Energy Harbor faces similar predicaments. In 2018, the independent power producer—which was known as FirstEnergy Solutions until Feb. 27, when it completed Chapter 11 restructuring—had planned to shutter Davis-Besse in 2020; along with the twin-unit 1,872-MW Beaver Valley Power Station in Shippingport, Pennsylvania, in 2021; and the Perry Nuclear Power Plant in Perry, Ohio, in 2021. Last year, Energy Harbor pushed for and won nuclear subsidies in Ohio to keep the Davis-Besse and the Perry nuclear plants open through 2027, and this March, it said Beaver Valley would remain open.

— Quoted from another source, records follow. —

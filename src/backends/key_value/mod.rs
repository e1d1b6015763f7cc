// Copyright (c) 2025 Steve Wagner (ciroque@live.com)
// SPDX-License-Identifier: MIT

mod memory;

pub use memory::MemoryKeyValueAdapter;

Like Energy Harbor, Exelon helped enact the Future Energy Jobs Act in December 2016 (it went into effect in June 2017), to keep Exelon’s Clinton and Quad Cities plants running. Exelon also strongly backed New York’s Clean Energy Standard, a measure that became effective in April 2017, to preserve the at-risk Nine Mile Point, FitzPatrick, and Ginna reactors in upstate New York. And in 2018, New Jersey also enacted zero-emission credits (ZECs) to bolster profitability of the Hope Creek plant, which is owned by PSEG, and Salem, whose output Exelon owns jointly with PSEG.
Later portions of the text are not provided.